Fixing a Broken iTunes Library with Applescript
18 April 2007

Last night I opened iTunes to find that all my genres had disappeared.
One Minute Shaking
After the initial shock wore off it occurred to me that since the genre info was stored in the id3 tags of each file it was unlikely that they were completely gone. Getting info on a couple of tracks confirmed that the data was all still there, and interestingly, once the info window had been opened the genre info appeared for that track. It seems that, somehow, iTunes had simply forgotten the genre of every song in my library.
Bring Em Back Alive
Surely there was an easy way to ask iTunes to simply refresh my library by reading the id3 tags of each file? Apparantly not. A bit of googling suggested that you could do this by selecting all the tracks (Command - A), getting info (Command - I), then pressing OK. You need to make sure that none of the fields were checked before you hit ok, or iTunes will go through and actually edit the tags, making things even worse. This seemed promising, but unfortunately it didn’t work. After a few minutes of processing, nothing had changed.

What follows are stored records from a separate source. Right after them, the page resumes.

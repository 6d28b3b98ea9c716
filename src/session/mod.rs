//! Time-stamped event log.
//!
//! - `types`: [`Event`] and the closed [`Message`] sum type
//! - `reader` / `writer`: the persisted NDJSON form
//! - `recorder`: stamps live output and resizes, persists and forwards them
//! - `simulator`: deterministic event sequences for tests and demos

mod reader;
mod recorder;
mod simulator;
mod types;
mod writer;

pub use reader::{read_events, read_file, EventReader};
pub use recorder::{Recorder, Recording};
pub use simulator::{Simulator, Step};
pub use types::{Event, Message};
pub use writer::{write_events, write_file, EventWriter};

use crate::error::LogError;

/// A consumer of events, such as a player or a recorder.
pub trait EventHandler: Send + Sync {
    fn process(&self, event: Event) -> Result<(), LogError>;
}
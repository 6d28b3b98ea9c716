//! Erase and delete operation handlers.
//!
//! Handles CSI sequences for editing:
//! - J: Erase in Display
//! - K: Erase in Line
//! - L: Insert Lines
//! - M: Delete Lines
//! - P: Delete Characters
//! - @: Insert Characters
//! - X: Erase Characters
//!
//! Erased cells take the current background color.

use super::super::performer::TerminalPerformer;

impl TerminalPerformer<'_> {
    /// Handle Erase in Display (CSI J).
    /// Mode 0: Erase from cursor to end of screen
    /// Mode 1: Erase from start of screen to cursor
    /// Mode 2/3: Erase entire screen
    pub fn handle_erase_display(&mut self, mode: u16) {
        match mode {
            0 => self.erase_to_eos(),
            1 => self.erase_from_sos(),
            2 | 3 => self.clear_screen(),
            _ => {}
        }
    }

    /// Handle Erase in Line (CSI K).
    /// Mode 0: Erase from cursor to end of line
    /// Mode 1: Erase from start of line to cursor
    /// Mode 2: Erase entire line
    pub fn handle_erase_line(&mut self, mode: u16) {
        match mode {
            0 => self.erase_to_eol(),
            1 => self.erase_from_sol(),
            2 => self.erase_entire_line(),
            _ => {}
        }
    }

    /// Handle Delete Lines (CSI M).
    pub fn handle_delete_lines(&mut self, n: usize) {
        self.clear_wrap_next();
        self.delete_lines(n);
    }

    /// Handle Insert Lines (CSI L).
    pub fn handle_insert_lines(&mut self, n: usize) {
        self.clear_wrap_next();
        self.insert_lines(n);
    }

    /// Handle Delete Characters (CSI P).
    pub fn handle_delete_chars(&mut self, n: usize) {
        self.clear_wrap_next();
        self.delete_chars(n);
    }

    /// Handle Insert Characters (CSI @).
    pub fn handle_insert_chars(&mut self, n: usize) {
        self.clear_wrap_next();
        self.insert_chars(n);
    }

    /// Handle Erase Characters (CSI X).
    /// Blanks n cells starting at cursor, without moving cursor.
    pub fn handle_erase_chars(&mut self, n: usize) {
        let (x, y) = (self.cursor.x, self.cursor.y);
        self.erase_cells(y, x, x + n);
    }
}
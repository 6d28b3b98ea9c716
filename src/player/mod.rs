//! Seekable replay of an event log.
//!
//! A [`Player`] owns a [`Terminal`] and the events it has been given, and
//! can move that terminal to the state after any byte of any event:
//!
//! - forward moves replay only the bytes between the two locations
//! - backward moves rebuild the terminal and replay from the start
//!
//! While a consumer holds the player ([`Player::acquire`]), new events are
//! parked in a side buffer so the sequence being seeked over stays fixed.
//! [`Player::release`] catches the terminal up and drains the buffer.
//! Processing an event never moves the terminal; only seeks do.
//!
//! - `seeking`: time to event index lookup

pub mod seeking;

use std::sync::{Mutex, MutexGuard, PoisonError};

use chrono::{DateTime, Utc};
use tracing::debug;

use crate::error::LogError;
use crate::session::{Event, EventHandler, Message};
use crate::terminal::{Terminal, TerminalOptions, TerminalView};

/// A seek position: an event index and the last applied byte of that
/// event's payload.
///
/// An offset of -1 means no byte of the event has been applied yet (or the
/// event has no payload). Resize events always sit at offset 0 once applied.
/// Locations order by index, then offset.
#[derive(Debug, Clone, Copy, PartialEq, Eq, PartialOrd, Ord, Hash)]
pub struct Location {
    pub index: usize,
    pub offset: isize,
}

impl Location {
    /// Nothing replayed yet.
    pub const START: Location = Location {
        index: 0,
        offset: -1,
    };
}

impl Default for Location {
    fn default() -> Self {
        Location::START
    }
}

struct PlayerState {
    terminal: Terminal,
    events: Vec<Event>,
    location: Location,
    in_use: bool,
    /// Events received while in use.
    buffer: Vec<Event>,
}

/// Replays an event log into a terminal on demand.
pub struct Player {
    state: Mutex<PlayerState>,
    options: TerminalOptions,
    hooks: Vec<String>,
}

impl Player {
    pub fn new(options: TerminalOptions) -> Self {
        Self {
            state: Mutex::new(PlayerState {
                terminal: Terminal::with_options(options),
                events: Vec::new(),
                location: Location::START,
                in_use: false,
                buffer: Vec::new(),
            }),
            options,
            hooks: Vec::new(),
        }
    }

    /// Register `names` as hooks on the terminal, including every terminal
    /// rebuilt by a backward seek.
    pub fn with_hooks<I, S>(mut self, names: I) -> Self
    where
        I: IntoIterator<Item = S>,
        S: Into<String>,
    {
        self.hooks = names.into_iter().map(Into::into).collect();
        let hooks = self.hooks.clone();
        self.lock().terminal.changes().set_hooks(hooks);
        self
    }

    /// A default-sized player holding `events`, seeked to the end.
    pub fn from_events(events: impl IntoIterator<Item = Event>) -> Self {
        let player = Self::new(TerminalOptions::default());
        {
            let mut state = player.lock();
            for event in events {
                state.store(event);
            }
            state.goto(&player, -1, -1);
        }
        player
    }

    fn lock(&self) -> MutexGuard<'_, PlayerState> {
        self.state.lock().unwrap_or_else(PoisonError::into_inner)
    }

    fn fresh_terminal(&self) -> Terminal {
        let mut terminal = Terminal::with_options(self.options);
        terminal.changes().set_hooks(self.hooks.iter().cloned());
        terminal
    }

    /// Take exclusive use of the player. Events processed from now until
    /// [`release`](Self::release) are buffered instead of applied.
    pub fn acquire(&self) {
        self.lock().in_use = true;
    }

    /// Catch the terminal up to the end of the log as it stood while in
    /// use, then append every event that arrived meanwhile. The appended
    /// events are not replayed until the next seek.
    pub fn release(&self) {
        let mut state = self.lock();
        state.goto(self, -1, -1);
        let buffered = std::mem::take(&mut state.buffer);
        if !buffered.is_empty() {
            debug!(events = buffered.len(), "Draining buffered events");
        }
        state.events.extend(buffered);
        state.in_use = false;
    }

    pub fn is_in_use(&self) -> bool {
        self.lock().in_use
    }

    /// Move the terminal to the state just after byte `offset` of event
    /// `index`. Negative values count from the end; out of range values are
    /// clamped. For resize events the offset is ignored.
    pub fn goto(&self, index: isize, offset: isize) {
        self.lock().goto(self, index, offset);
    }

    /// Move to the end of the last event stamped at or before `stamp`.
    pub fn goto_time(&self, stamp: DateTime<Utc>) {
        let mut state = self.lock();
        if let Some(index) = seeking::index_at_time(&state.events, stamp) {
            state.goto(self, index as isize, -1);
        }
    }

    pub fn location(&self) -> Location {
        self.lock().location
    }

    /// A snapshot of the events seeks operate over. Buffered events are
    /// not included until release.
    pub fn events(&self) -> Vec<Event> {
        self.lock().events.clone()
    }

    pub fn len(&self) -> usize {
        self.lock().events.len()
    }

    pub fn is_empty(&self) -> bool {
        self.len() == 0
    }

    pub fn is_alt_mode(&self) -> bool {
        self.lock().terminal.is_alt_mode()
    }

    /// Run `f` with read-only access to the terminal.
    ///
    /// The player stays locked while `f` runs, so `f` must not call back
    /// into this player; doing so deadlocks.
    pub fn view<T>(&self, f: impl FnOnce(&dyn TerminalView) -> T) -> T {
        let state = self.lock();
        f(&state.terminal)
    }

    /// Drain hook `name` on the current terminal.
    pub fn hook(&self, name: &str) -> Option<bool> {
        self.lock().terminal.changes().hook(name)
    }
}

impl Default for Player {
    fn default() -> Self {
        Self::new(TerminalOptions::default())
    }
}

impl EventHandler for Player {
    fn process(&self, event: Event) -> Result<(), LogError> {
        self.lock().store(event);
        Ok(())
    }
}

impl PlayerState {
    /// Append `event`, or park it while in use.
    fn store(&mut self, event: Event) {
        if self.in_use {
            self.buffer.push(event);
        } else {
            self.events.push(event);
        }
    }

    fn goto(&mut self, player: &Player, index: isize, offset: isize) {
        let Some(target) = self.resolve(index, offset) else {
            return;
        };

        let mut from = self.location;
        if target < from {
            debug!(?from, ?target, "Seeking backward; replaying from start");
            self.terminal = player.fresh_terminal();
            from = Location::START;
        } else {
            debug!(?from, ?target, "Seeking forward");
        }

        for i in from.index..=target.index {
            match &self.events[i].message {
                Message::Output { data } => {
                    let start = if i == from.index {
                        (from.offset + 1) as usize
                    } else {
                        0
                    };
                    let end = if i == target.index {
                        (target.offset + 1) as usize
                    } else {
                        data.len()
                    };
                    if start < end {
                        self.terminal.write(&data[start..end]);
                    }
                }
                Message::Resize { columns, rows } => {
                    if i == from.index && from.offset >= 0 {
                        continue;
                    }
                    self.terminal.resize(*columns, *rows);
                }
            }
        }

        self.location = target;
    }

    /// Clamp a requested location onto the event log.
    fn resolve(&self, index: isize, offset: isize) -> Option<Location> {
        let len = self.events.len() as isize;
        if len == 0 {
            return None;
        }
        let index = (if index < 0 { len + index } else { index }).clamp(0, len - 1) as usize;

        let offset = match &self.events[index].message {
            Message::Output { data } if data.is_empty() => -1,
            Message::Output { data } => {
                let len = data.len() as isize;
                (if offset < 0 { len + offset } else { offset }).clamp(0, len - 1)
            }
            Message::Resize { .. } => 0,
        };

        Some(Location { index, offset })
    }
}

Since the data was all there in the music files I knew that I could just ditch my library and start again by re-importing everything, but that would be a last resort. I would loose all my play-counts, playlists, ratings, etc, and probably have to re-sync the whole lot to my ipod.
One thing I noticed while experimenting was that the info window didn’t even need to be closed for iTunes to update - I could open it, hit ‘next track’, and iTunes would pick up the info from each track as I paged through the songs. That gave me an idea.
10AM Automatic
It’s a very simple, and slightly silly applescript, but it works. To use it, you need to enable GUI scripting in System Preferences under Universal Access (check ‘Enable access for assistive devices’). Then open Script Editor and enter the following applescript (or just download it).
tell application "System Events"
tell process "iTunes"
set frontmost to true
keystroke "i" using {command down}
repeat 10000 times
keystroke "n" using {command down}
end repeat
end tell
end tell
You could change the repeat line to ‘repeat while true’, but I wanted to be sure that it would actually stop.
Open iTunes, select the first track, switch back to Script Editor, and hit run. Applescript will switch to iTunes, get info on the selected track, then hit the next button 10,000 times. On my machine applescript seems to be too quick for iTunes so it doesn’t actually go through 10,000 tracks. When it stops, just scroll down and select the first song with a missing genre and start the script again.
Future Proof
Obviously this would have been much easier if I’d had a recent backup, and I’ll definitely be backing up a bit more frequently now. It would be nice to see a re-build option in iTunes though. The data is all there in the files, iTunes just needs to be told to look for it.
Disclaimer: If you try this, back up first. It shouldn’t cause any problems, but I won’t be held responsible if something goes wrong… or if you end up with 10,000 empty playlists.